Prepare cookie sheets by taping parchment paper or waxed paper to them. Set aside.
In a large bowl using an electric mixer, beat all ingredients together until stiff peaks form; about 10 minutes.
Divide royal icing into small bowls, one for each color. Add a drop of orange color to a bowl. Add a drop of leaf green to another bowl. Mix until royal icing is desired colors.
Pour orange royal icing into pastry bag with decorating tip #2 for the carrot.
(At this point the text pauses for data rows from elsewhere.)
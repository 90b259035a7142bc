//! World-mutating operations.
//!
//! Actions hold only their static parameters. Each tick they read the frame, issue zero or
//! more commands and decide from the frame alone whether they are done: `Success` once the
//! frame shows the goal reached, `Failure` once it can no longer be reached from here,
//! `Running` otherwise (including while the frame lacks data they need).

use std::fmt;

#[cfg(feature = "serde")]
use serde::{Deserialize, Serialize};
use voxel_bt::NodeState;
use voxel_core::{
    Actuator, BlockPos, Direction, ItemId, KnowledgeBase, Observation, PickaxeTier, Position,
    Status, HOTBAR_SLOTS,
};

use crate::condition::{ANIMAL_REACH, ENEMY_RANGE, PICKUP_RANGE, REACH};
use crate::context::AgentContext;
use crate::{sense, steering};

#[cfg(feature = "serde")]
fn one() -> u32 {
    1
}

/// Straight down.
const PITCH_DOWN: f64 = 90.0;

#[derive(Debug, Clone, PartialEq, Eq, Hash)]
#[cfg_attr(
    feature = "serde",
    derive(Serialize, Deserialize),
    serde(tag = "type", rename_all = "snake_case")
)]
pub enum Action {
    /// Run the recipe for `item` until at least `amount` are held; `times` is the planned
    /// number of runs.
    Craft {
        item: ItemId,
        #[cfg_attr(feature = "serde", serde(default))]
        variant: Option<String>,
        #[cfg_attr(feature = "serde", serde(default = "one"))]
        times: u32,
        #[cfg_attr(feature = "serde", serde(default = "one"))]
        amount: u32,
    },
    Melt {
        item: ItemId,
        #[cfg_attr(feature = "serde", serde(default = "one"))]
        times: u32,
        #[cfg_attr(feature = "serde", serde(default = "one"))]
        amount: u32,
    },
    Equip {
        item: ItemId,
    },
    EquipBestPickaxe {
        tier: PickaxeTier,
    },
    PickupItem {
        item: ItemId,
    },
    GoToAnimal {
        specie: ItemId,
    },
    GoToEnemy,
    GoToBlock {
        block: ItemId,
    },
    GoToPosition {
        position: BlockPos,
    },
    /// Mine the nearest `block` within reach until its `item` drop lies on the ground.
    MineMaterial {
        block: ItemId,
        item: ItemId,
    },
    /// Hunt `specie` until its `item` loot lies on the ground.
    AttackAnimal {
        specie: ItemId,
        item: ItemId,
    },
    DefeatEnemy,
    PlaceBlockAtPosition {
        block: ItemId,
        position: BlockPos,
    },
    DigDownwardsToMaterial {
        block: ItemId,
    },
    /// Walk `direction` until `target` (a block type or animal species) comes into view.
    ExploreInDirection {
        direction: Direction,
        target: ItemId,
    },
    JumpIfStuck,
}

impl Action {
    pub fn craft(item: impl Into<ItemId>, times: u32, amount: u32) -> Self {
        Action::Craft {
            item: item.into(),
            variant: None,
            times,
            amount,
        }
    }

    /// Planned recipe runs, for actions that have them.
    pub fn times(&self) -> Option<u32> {
        match self {
            Action::Craft { times, .. } | Action::Melt { times, .. } => Some(*times),
            _ => None,
        }
    }

    /// Actions that hold continuous controls (movement, view, attack) while running.
    pub fn steers(&self) -> bool {
        !matches!(
            self,
            Action::Craft { .. }
                | Action::Melt { .. }
                | Action::Equip { .. }
                | Action::EquipBestPickaxe { .. }
                | Action::JumpIfStuck
        )
    }

    pub fn tick(&self, ctx: &mut AgentContext<'_>) -> Status {
        let obs = ctx.observation;
        let kb = ctx.knowledge;
        let act: &mut dyn Actuator = &mut *ctx.actuator;

        match self {
            Action::Craft {
                item,
                variant,
                amount,
                ..
            } => craft(obs, kb, act, item, variant.as_deref(), *amount),
            Action::Melt { item, amount, .. } => craft(obs, kb, act, item, None, *amount),
            Action::Equip { item } => {
                if sense::is_equipped(obs, item) {
                    return Status::Success;
                }
                match obs.inventory.find(item) {
                    Some(slot) => equip(obs, act, slot),
                    None => Status::Failure,
                }
            }
            Action::EquipBestPickaxe { tier } => match sense::best_pickaxe(&obs.inventory, kb) {
                Some((_, best)) if best >= *tier && sense::equipped_pickaxe(obs, kb) == Some(best) => {
                    Status::Success
                }
                Some((slot, best)) if best >= *tier => equip(obs, act, slot),
                _ => Status::Failure,
            },
            Action::PickupItem { item } => {
                if obs.position.is_none() {
                    return Status::Running;
                }
                match sense::nearest_entity(&obs.entities.pickups, obs, item) {
                    Some((pickup, _)) => {
                        steering::walk_towards(obs, act, pickup.position);
                        Status::Running
                    }
                    None => obs.inventory.contains(item).into(),
                }
            }
            Action::GoToAnimal { specie } => {
                if obs.position.is_none() {
                    return Status::Running;
                }
                match sense::nearest_entity(&obs.entities.animals, obs, specie) {
                    None => Status::Failure,
                    Some((_, d)) if d <= ANIMAL_REACH => Status::Success,
                    Some((animal, _)) => {
                        steering::walk_towards(obs, act, animal.position);
                        Status::Running
                    }
                }
            }
            Action::GoToEnemy => {
                if obs.position.is_none() {
                    return Status::Running;
                }
                match sense::nearest_any(&obs.entities.enemies, obs) {
                    None => Status::Success,
                    Some((_, d)) if d <= ANIMAL_REACH => Status::Success,
                    Some((enemy, _)) => {
                        steering::walk_towards(obs, act, enemy.position);
                        Status::Running
                    }
                }
            }
            Action::GoToBlock { block } => {
                if obs.position.is_none() || obs.grid.is_none() {
                    return Status::Running;
                }
                match sense::nearest_block(obs, block) {
                    None => Status::Failure,
                    Some((_, d)) if d <= REACH => Status::Success,
                    Some((pos, _)) => {
                        steering::walk_towards(obs, act, pos.center());
                        Status::Running
                    }
                }
            }
            Action::GoToPosition { position } => match obs.position {
                None => Status::Running,
                Some(p) if p.eye().distance(position.center()) <= REACH => Status::Success,
                Some(_) => {
                    steering::walk_towards(obs, act, position.center());
                    Status::Running
                }
            },
            Action::MineMaterial { block, item } => mine(obs, act, block, item),
            Action::AttackAnimal { specie, item } => hunt(obs, act, specie, item),
            Action::DefeatEnemy => {
                if obs.position.is_none() {
                    return Status::Running;
                }
                match sense::nearest_any(&obs.entities.enemies, obs) {
                    Some((enemy, d)) if d <= ENEMY_RANGE => {
                        strike(obs, act, &enemy.kind, enemy.position, d);
                        Status::Running
                    }
                    _ => Status::Success,
                }
            }
            Action::PlaceBlockAtPosition { block, position } => place(obs, act, block, *position),
            Action::DigDownwardsToMaterial { block } => {
                if sense::sees_block(obs, block) {
                    return Status::Success;
                }
                if obs.position.is_none() || obs.grid.is_none() {
                    return Status::Running;
                }
                let facing_down = steering::look_pitch(obs, act, PITCH_DOWN);
                act.move_forward(0.0);
                act.attack(facing_down);
                Status::Running
            }
            Action::ExploreInDirection { direction, target } => {
                if sense::sees_block(obs, target)
                    || obs.entities.animals.iter().any(|a| &a.kind == target)
                {
                    return Status::Success;
                }
                if obs.position.is_some() {
                    steering::walk_heading(obs, act, direction.yaw());
                }
                Status::Running
            }
            Action::JumpIfStuck => {
                act.jump(steering::blocked_ahead(obs));
                Status::Success
            }
        }
    }

    /// Release every continuous control when a steering action stops running.
    pub fn on_exit(&self, ctx: &mut AgentContext<'_>, _new_state: NodeState) {
        if self.steers() {
            ctx.actuator.stop();
        }
    }
}

fn craft(
    obs: &Observation,
    kb: &dyn KnowledgeBase,
    act: &mut dyn Actuator,
    item: &ItemId,
    variant: Option<&str>,
    amount: u32,
) -> Status {
    if obs.inventory.count(item) >= amount {
        return Status::Success;
    }
    let Some(recipe) = kb.recipe(item) else {
        return Status::Failure;
    };
    let at_station = recipe
        .station
        .as_ref()
        .is_none_or(|station| obs.inventory.contains(station));
    let stocked = recipe
        .ingredients
        .iter()
        .all(|(ingredient, n)| obs.inventory.count(ingredient) >= *n);
    if !(at_station && stocked) {
        return Status::Failure;
    }
    act.craft(item, variant.or(recipe.variant.as_deref()));
    Status::Running
}

fn equip(obs: &Observation, act: &mut dyn Actuator, slot: usize) -> Status {
    if slot == obs.selected_slot {
        return Status::Success;
    }
    if slot < HOTBAR_SLOTS {
        act.select_hotbar(slot);
    } else {
        act.swap_items(slot, obs.selected_slot);
    }
    Status::Running
}

fn drop_nearby(obs: &Observation, item: &ItemId) -> bool {
    sense::nearest_entity(&obs.entities.pickups, obs, item).is_some_and(|(_, d)| d <= PICKUP_RANGE)
}

fn mine(obs: &Observation, act: &mut dyn Actuator, block: &ItemId, item: &ItemId) -> Status {
    if drop_nearby(obs, item) {
        return Status::Success;
    }
    if obs.position.is_none() || obs.grid.is_none() {
        return Status::Running;
    }
    match sense::nearest_block(obs, block) {
        Some((pos, d)) if d <= REACH => {
            steering::aim(obs, act, pos.center());
            act.move_forward(0.0);
            act.attack(sense::looking_at(obs, block));
            Status::Running
        }
        _ => Status::Failure,
    }
}

fn hunt(obs: &Observation, act: &mut dyn Actuator, specie: &ItemId, item: &ItemId) -> Status {
    if drop_nearby(obs, item) {
        return Status::Success;
    }
    if obs.position.is_none() {
        return Status::Running;
    }
    match sense::nearest_entity(&obs.entities.animals, obs, specie) {
        Some((animal, d)) => {
            strike(obs, act, specie, animal.position, d);
            Status::Running
        }
        None => Status::Failure,
    }
}

/// Close in on a creature and hit it once the crosshair is on it.
fn strike(obs: &Observation, act: &mut dyn Actuator, kind: &ItemId, at: Position, distance: f64) {
    if distance > ANIMAL_REACH {
        steering::walk_towards(obs, act, at);
        act.attack(false);
        return;
    }
    steering::aim(obs, act, Position::new(at.x, at.y + 0.5, at.z));
    act.move_forward(0.0);
    act.attack(sense::looking_at(obs, kind));
}

fn place(obs: &Observation, act: &mut dyn Actuator, block: &ItemId, position: BlockPos) -> Status {
    let Some(pos) = obs.position else {
        return Status::Running;
    };
    let Some(current) = obs.block_at(position) else {
        return Status::Running;
    };
    if current == block {
        return Status::Success;
    }
    if !current.is_passable() || !sense::is_equipped(obs, block) {
        return Status::Failure;
    }

    let feet = pos.block();
    if feet == position || feet.offset(0, 1, 0) == position {
        act.move_forward(-1.0);
        return Status::Running;
    }
    act.move_forward(0.0);
    // Aim at the top face of the supporting block.
    let face = Position::new(
        position.x as f64 + 0.5,
        position.y as f64,
        position.z as f64 + 0.5,
    );
    if steering::aim(obs, act, face) {
        act.place_block();
    }
    Status::Running
}

impl fmt::Display for Action {
    fn fmt(&self, f: &mut fmt::Formatter<'_>) -> fmt::Result {
        match self {
            Action::Craft { item, times, .. } => write!(f, "Craft({item} x{times})"),
            Action::Melt { item, times, .. } => write!(f, "Melt({item} x{times})"),
            Action::Equip { item } => write!(f, "Equip({item})"),
            Action::EquipBestPickaxe { tier } => write!(f, "EquipBestPickaxe({tier})"),
            Action::PickupItem { item } => write!(f, "PickupItem({item})"),
            Action::GoToAnimal { specie } => write!(f, "GoToAnimal({specie})"),
            Action::GoToEnemy => f.write_str("GoToEnemy"),
            Action::GoToBlock { block } => write!(f, "GoToBlock({block})"),
            Action::GoToPosition { position } => write!(f, "GoToPosition{position}"),
            Action::MineMaterial { block, item } => write!(f, "MineMaterial({block} -> {item})"),
            Action::AttackAnimal { specie, item } => write!(f, "AttackAnimal({specie} -> {item})"),
            Action::DefeatEnemy => f.write_str("DefeatEnemy"),
            Action::PlaceBlockAtPosition { block, position } => {
                write!(f, "PlaceBlockAtPosition({block} at {position})")
            }
            Action::DigDownwardsToMaterial { block } => write!(f, "DigDownwardsToMaterial({block})"),
            Action::ExploreInDirection { direction, target } => {
                write!(f, "ExploreInDirection({direction}, {target})")
            }
            Action::JumpIfStuck => f.write_str("JumpIfStuck"),
        }
    }
}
Apply firm pressure to your pastry bag and make a zigzag or swirl motion, releasing pressure as you get to the end of your carrot and pull the tip away.
Using a toothpick, gently tuck orange points on carrots in.
Allow royal icing carrots to dry for about 10-15 minutes.
Pour green royal icing into pastry bag with decorating tip #2 for the stem. Apply firm pressure to the pastry bag adding a W of green to the carrot, release pressure then pull the tip away.
Allow Royal Icing Carrots to air dry for 24 hours. Enjoy!
Royal Icing not currently being uses should be sealed in an airtight container until use or it will get dry and crusty.Be careful not to put too much pressure on the carrot body as you are applying the stem or you risk damaging the carrot. They won’t be completely dry yet.Store Royal Icing Carrots in an airtight container away from light and humidity. Can be stored indefinitely.Recipe adapted from Antonia’s Royal Icing Recipe.